● **WORK TO BE COMPLETED**:
Find the string "relative" in the data, and copy out each line that has it.

** INFORMATION PROVIDED follows **

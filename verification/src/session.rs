//! Session handles.
//!
//! A kiosk hands one [`SharedWorkflow`] per visitor to its UI. Only one
//! operation may run on a workflow at a time; a second caller gets
//! [`WorkflowError::Busy`] instead of queueing behind the first.

use std::fmt;
use std::sync::Arc;

use serde::Serialize;
use tokio::sync::{Mutex, OwnedMutexGuard};
use uuid::Uuid;

use crate::workflow::{VerificationWorkflow, WorkflowContext};
use crate::WorkflowError;

#[derive(Clone, Debug, PartialEq, Eq, Hash, PartialOrd, Ord, Serialize)]
pub struct SessionId(Uuid);

impl SessionId {
    pub fn new() -> Self {
        Self(Uuid::new_v4())
    }
}

impl Default for SessionId {
    fn default() -> Self {
        Self::new()
    }
}

impl fmt::Display for SessionId {
    fn fmt(&self, f: &mut fmt::Formatter<'_>) -> fmt::Result {
        write!(f, "{}", self.0)
    }
}

/// Cloneable handle to a single in-flight workflow.
#[derive(Clone)]
pub struct SharedWorkflow {
    id: SessionId,
    inner: Arc<Mutex<VerificationWorkflow>>,
}

impl SharedWorkflow {
    pub fn start(ctx: WorkflowContext) -> Self {
        Self::from_workflow(VerificationWorkflow::new(ctx))
    }

    pub fn from_workflow(workflow: VerificationWorkflow) -> Self {
        Self {
            id: workflow.id().clone(),
            inner: Arc::new(Mutex::new(workflow)),
        }
    }

    pub fn id(&self) -> &SessionId {
        &self.id
    }

    /// Exclusive access for one operation. Fails with `Busy` while another
    /// operation holds the workflow.
    pub fn try_lock(&self) -> Result<OwnedMutexGuard<VerificationWorkflow>, WorkflowError> {
        self.inner
            .clone()
            .try_lock_owned()
            .map_err(|_| WorkflowError::Busy)
    }

    /// Drop this handle's claim on the workflow. The last handle to go
    /// discards the workflow's state.
    pub fn abandon(self) {
        match Arc::try_unwrap(self.inner) {
            Ok(mutex) => mutex.into_inner().abandon(),
            Err(_) => tracing::debug!(session = %self.id, "abandoned handle; workflow still referenced"),
        }
    }
}
//! Timestamp type used throughout the kiosk.
//!
//! Timestamps are Unix epoch seconds (UTC). Calendar rendering for the record
//! wire shape goes through `chrono` and happens at a fixed UTC offset, the
//! kiosk's local time.

use chrono::{DateTime, Offset, Utc};
pub use chrono::FixedOffset;
use serde::{Deserialize, Serialize};
use std::fmt;
use std::time::{SystemTime, UNIX_EPOCH};

use crate::TypesError;

/// A Unix timestamp in seconds since epoch (UTC).
#[derive(Clone, Copy, Debug, Default, PartialEq, Eq, PartialOrd, Ord, Hash, Serialize, Deserialize)]
pub struct Timestamp(u64);

impl Timestamp {
    /// The epoch (time zero).
    pub const EPOCH: Self = Self(0);

    pub fn new(secs: u64) -> Self {
        Self(secs)
    }

    /// Get the current system time as a `Timestamp`.
    ///
    /// A clock set before 1970 reads as the epoch.
    pub fn now() -> Self {
        let secs = SystemTime::now()
            .duration_since(UNIX_EPOCH)
            .map(|d| d.as_secs())
            .unwrap_or(0);
        Self(secs)
    }

    pub fn as_secs(&self) -> u64 {
        self.0
    }

    /// Seconds elapsed since this timestamp (relative to `now`).
    pub fn elapsed_since(&self, now: Timestamp) -> u64 {
        now.0.saturating_sub(self.0)
    }

    /// Whether this timestamp + duration has passed relative to `now`.
    pub fn has_expired(&self, duration_secs: u64, now: Timestamp) -> bool {
        now.0 >= self.0.saturating_add(duration_secs)
    }

    /// Convert to a calendar date-time in UTC.
    pub fn to_datetime(&self) -> Result<DateTime<Utc>, TypesError> {
        i64::try_from(self.0)
            .ok()
            .and_then(|secs| DateTime::from_timestamp(secs, 0))
            .ok_or(TypesError::TimestampOutOfRange(self.0))
    }

    /// Convert to a calendar date-time at the given UTC offset.
    pub fn to_datetime_at(&self, offset: FixedOffset) -> Result<DateTime<FixedOffset>, TypesError> {
        Ok(self.to_datetime()?.with_timezone(&offset))
    }

    /// ISO calendar date in UTC, e.g. `2026-10-17`.
    pub fn date_string(&self) -> Result<String, TypesError> {
        self.date_string_at(utc())
    }

    /// Wall-clock time in UTC, e.g. `09:15`.
    pub fn time_string(&self) -> Result<String, TypesError> {
        self.time_string_at(utc())
    }

    /// ISO calendar date as seen at `offset`.
    pub fn date_string_at(&self, offset: FixedOffset) -> Result<String, TypesError> {
        Ok(self.to_datetime_at(offset)?.format("%Y-%m-%d").to_string())
    }

    /// Wall-clock time as shown on the visitor list, e.g. `14:45`.
    pub fn time_string_at(&self, offset: FixedOffset) -> Result<String, TypesError> {
        Ok(self.to_datetime_at(offset)?.format("%H:%M").to_string())
    }
}

/// The zero offset.
pub fn utc() -> FixedOffset {
    Utc.fix()
}

/// Longest offset any real time zone uses, in minutes.
pub const MAX_OFFSET_MINUTES: i32 = 14 * 60;

/// A fixed offset east of UTC, e.g. `330` for India (UTC+05:30).
pub fn utc_offset(minutes: i32) -> Result<FixedOffset, TypesError> {
    if minutes.abs() > MAX_OFFSET_MINUTES {
        return Err(TypesError::OffsetOutOfRange(minutes));
    }
    FixedOffset::east_opt(minutes * 60).ok_or(TypesError::OffsetOutOfRange(minutes))
}

impl fmt::Display for Timestamp {
    fn fmt(&self, f: &mut fmt::Formatter<'_>) -> fmt::Result {
        write!(f, "{}s", self.0)
    }
}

** End of INFORMATION PROVIDED **

● **RESPONSE TO THIS EXERCISE**:
    /// Seconds elapsed since this timestamp (relative to `now`).
    /// Whether this timestamp + duration has passed relative to `now`.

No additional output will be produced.